Our Recession of Progress
On Choosing: Restraint is cheap. Engineering is expensive.
On March 22, 1997, Stanley Kubrick accepted the Directors Guild’s D.W. Griffith Award by video. He sent a film recorded at his home in England, where he was deep in Eyes Wide Shut production and unwilling to interrupt it. He died two years later, and the speech became one of his last recorded statements about the craft.
He used it to highlight an old uncertainty.
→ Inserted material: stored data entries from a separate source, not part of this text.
//! deltastream-sdk - typed resource management for the DeltaStream platform
//!
//! The crate turns typed parameter objects into platform statements and result
//! rows back into typed records. Running the statements is left to a
//! [`Connection`] supplied by the application.
//!
//! - [`client`] - [`DeltaStreamClient`], the entry point
//! - [`resources`] - one manager per resource kind
//! - [`models`] - records and parameter objects
//! - [`sql`] - escaping, WITH clauses and statement text
//! - [`connection`] - the statement execution seam
//! - [`config`] / [`logging`] - client settings and optional file logging

pub mod client;
pub mod config;
pub mod connection;
pub mod error;
pub mod logging;
pub mod models;
pub mod resources;
pub mod sql;

pub use client::DeltaStreamClient;
pub use config::ClientConfig;
pub use connection::{Connection, Row, Rows};
pub use error::{Result, SdkError};
pub use logging::LogLevel;
pub use resources::ResourceKind;
pub use sql::WithClause;
//! `fetch-day fetch`: download a puzzle and scaffold its stubs.
//!
//! Credentials are only demanded when the run actually needs them: the
//! session token when something has to be downloaded, the AES key when the
//! puzzle input is.

use std::path::PathBuf;

use chrono::{DateTime, Datelike, Duration, Utc};
use serde::Serialize;
use tracing::{debug, info, instrument};

use fetchday_adapters::{AesGcmCipher, AocClient, InMemoryStore, LocalFilesystem, SimpleRenderer};
use fetchday_core::application::{
    DataCipher, DataOutcome, DayService, FetchOptions, FetchReport, InstructionsSource,
    WorkspacePaths,
};
use fetchday_core::domain::{Day, LAST_DAY, Lang, PuzzleId, Year};
use fetchday_core::error::FetchDayError;

use crate::{
    cli::FetchArgs,
    commands::{AES_KEY_VAR, SESSION_TOKEN_VAR, env_var, require_env},
    config::AppConfig,
    error::CliResult,
    output::OutputManager,
};

/// Puzzles unlock at midnight UTC-5.
const RELEASE_OFFSET_HOURS: i64 = 5;

#[instrument(skip_all)]
pub fn execute(args: FetchArgs, config: AppConfig, output: OutputManager) -> CliResult<()> {
    let now = Utc::now();
    let puzzle = resolve_puzzle(&args, now)?;
    let options = build_options(&args, puzzle, &config);
    let paths = config.workspace();
    debug!(?options, ?paths, "Resolved fetch options");

    let needs_input = needs_input(&options, &paths);
    let needs_network = needs_input || needs_page(&options, &paths);

    let token = if needs_network {
        require_env(SESSION_TOKEN_VAR, "download puzzle pages and input")?
    } else {
        env_var(SESSION_TOKEN_VAR).unwrap_or_default()
    };

    let cipher = if needs_input {
        let key = require_env(AES_KEY_VAR, "store an encrypted copy of the puzzle input")?;
        Some(Box::new(AesGcmCipher::from_text(&key)?) as Box<dyn DataCipher>)
    } else {
        None
    };

    let source = AocClient::with_base_url(config.remote.base_url.as_str(), token)?;
    let store = match &config.templates.local_path {
        Some(dir) => InMemoryStore::with_overrides(dir)?,
        None => InMemoryStore::with_builtin()?,
    };

    let service = DayService::new(
        Box::new(LocalFilesystem::new()),
        Box::new(source),
        cipher,
        Box::new(store),
        Box::new(SimpleRenderer::new()),
        paths,
    );

    info!(%puzzle, network = needs_network, "Starting fetch");
    let spinner = needs_network.then(|| output.spinner(format!("Fetching {puzzle}"))).flatten();
    let result = service.run(&options);
    if let Some(spinner) = spinner {
        spinner.finish_and_clear();
    }
    let report = result?;

    if output.is_json() {
        output.json(&FetchSummary::new(&puzzle, &report))?;
    } else {
        print_report(&output, &puzzle, &report)?;
    }

    Ok(())
}

/// Day of month at the puzzle release offset, capped at the last day.
pub fn default_day(now: DateTime<Utc>) -> u32 {
    let release_time = now - Duration::hours(RELEASE_OFFSET_HOURS);
    release_time.day().min(LAST_DAY)
}

fn resolve_puzzle(args: &FetchArgs, now: DateTime<Utc>) -> CliResult<PuzzleId> {
    let day = args.day.unwrap_or_else(|| default_day(now));
    let year = match args.year {
        Some(year) => year,
        None => u32::try_from(now.year()).unwrap_or_default(),
    };

    let day = Day::new(day).map_err(FetchDayError::from)?;
    let year = Year::new(year).map_err(FetchDayError::from)?;
    Ok(PuzzleId::new(year, day))
}

fn build_options(args: &FetchArgs, puzzle: PuzzleId, config: &AppConfig) -> FetchOptions {
    let langs: Vec<Lang> = if args.langs.is_empty() {
        config.defaults.langs.clone()
    } else {
        args.langs.iter().copied().map(Lang::from).collect()
    };

    let mut options = FetchOptions::new(puzzle, langs);
    options.force_download = args.download;
    options.no_data = args.no_data;
    options.skip_templates = args.skip_templates;
    options.keep_instructions = args.keep_instructions;
    options.overwrite = args.overwrite;

    if args.part_2 {
        options = options.part_two();
    }
    options
}

fn needs_input(options: &FetchOptions, paths: &WorkspacePaths) -> bool {
    !options.no_data && !paths.data_dir.join(options.puzzle.data_file_name()).exists()
}

fn needs_page(options: &FetchOptions, paths: &WorkspacePaths) -> bool {
    options.force_download || !paths.instructions_file.exists()
}

// ── output ────────────────────────────────────────────────────────────────────

fn print_report(output: &OutputManager, puzzle: &PuzzleId, report: &FetchReport) -> CliResult<()> {
    output.header(&format!("Puzzle {puzzle}"))?;

    match &report.data {
        DataOutcome::Skipped => debug!("Input skipped"),
        DataOutcome::AlreadyPresent(path) => {
            output.info(&format!("Input already present at {}", path.display()))?;
        }
        DataOutcome::Downloaded { plain, encrypted } => {
            output.success(&format!(
                "Saved input to {} (encrypted copy {})",
                plain.display(),
                encrypted.display()
            ))?;
        }
    }

    let origin = match report.instructions {
        InstructionsSource::Cache => "cached page",
        InstructionsSource::Remote => "puzzle page",
    };
    output.success(&format!(
        "Wrote {} README(s) from the {origin}",
        report.readmes.len()
    ))?;

    for stub in &report.stubs {
        output.success(&format!(
            "{}: {} file(s) written",
            stub.lang.display_name(),
            stub.written.len()
        ))?;
        if !stub.skipped.is_empty() {
            output.warning(&format!(
                "{}: kept {} existing file(s), pass --overwrite to replace them",
                stub.lang.display_name(),
                stub.skipped.len()
            ))?;
        }
    }

    Ok(())
}

/// JSON shape of a fetch run.
#[derive(Debug, Serialize)]
struct FetchSummary {
    year: u32,
    day: u32,
    data: DataSummary,
    instructions: &'static str,
    readmes: Vec<PathBuf>,
    stubs: Vec<StubSummary>,
}

#[derive(Debug, Serialize)]
#[serde(tag = "status", rename_all = "snake_case")]
enum DataSummary {
    Skipped,
    AlreadyPresent { path: PathBuf },
    Downloaded { plain: PathBuf, encrypted: PathBuf },
}

#[derive(Debug, Serialize)]
struct StubSummary {
    lang: Lang,
    written: Vec<PathBuf>,
    skipped: Vec<PathBuf>,
}

impl FetchSummary {
    fn new(puzzle: &PuzzleId, report: &FetchReport) -> Self {
        let data = match &report.data {
            DataOutcome::Skipped => DataSummary::Skipped,
            DataOutcome::AlreadyPresent(path) => DataSummary::AlreadyPresent { path: path.clone() },
            DataOutcome::Downloaded { plain, encrypted } => DataSummary::Downloaded {
                plain: plain.clone(),
                encrypted: encrypted.clone(),
            },
        };

        Self {
            year: puzzle.year().get(),
            day: puzzle.day().get(),
            data,
            instructions: match report.instructions {
                InstructionsSource::Cache => "cache",
                InstructionsSource::Remote => "remote",
            },
            readmes: report.readmes.clone(),
            stubs: report
                .stubs
                .iter()
                .map(|stub| StubSummary {
                    lang: stub.lang,
                    written: stub.written.clone(),
                    skipped: stub.skipped.clone(),
                })
                .collect(),
        }
    }
}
He was telling the story of D.W. Griffith, the early-cinema giant whose career ended in shunning after a decade of soaring fame. Kubrick described the arc as Icarus and his wax wings. Then he told us what he had never been able to settle in his own mind:
“I’ve compared Griffith’s career to the Icarus myth, but at the same time I’ve never been certain whether the moral of the Icarus story should only be, as is generally accepted, ‘Don’t try to fly too high,’ or whether it might also be thought of as, ‘Forget the wax and feathers, and do a better job on the wings.’”
Two readings of the same story. We have been raised on the first. The second is the reading this publication is named after.
“There are two ways of spreading light: to be the candle or the mirror that reflects it.”
— Edith Wharton
The other lesson of Icarus
The standard reading punishes Icarus for ambition. Don’t fly too close to the sun. Don’t rise above your station. The myth becomes a parable of humility, and humility, in this telling, means staying low. More don’t than do.
Tall poppy syndrome in myth form.
Kubrick saw something else inside the same story. Daedalus warned his son about the sun because Daedalus knew the wings had a known weakness. He had built them himself, in a prison on Crete, with wax that could not hold heat.
The wax was the problem. The flight only made it visible.
Different question. The standard reader hears the myth and asks, “How do I keep from flying too high?” The Kubrick reader hears the same myth and asks, “What would it take to build wings that don’t melt?” The first question paralyzes. The second does work.
It expands the plane of possibility.
Alexis de Tocqueville named the same disposition in 1840, and he named it as the American one. Walking through Jacksonian villages, he watched citizens treat inherited tradition as information rather than authority and he watched citizens solve practical difficulties without waiting for permission. They got on with it.
He wrote it down: “Each American calls only on the individual effort of his reason.” A few lines later: “everything in the world is explicable... nothing exceeds the bounds of intelligence.”
That second sentence is almost two centuries old, and it is a description of what Kubrick was pointing at. The engineer’s posture is older than Silicon Valley by two hundred years. Tinker, try, discover the failure mode, build the next version. Tocqueville was describing American village life when he wrote it. He could have been describing the first lab to build an antibiotic, the first crew to land a reusable rocket, the first team that taught a model to write its own evaluations.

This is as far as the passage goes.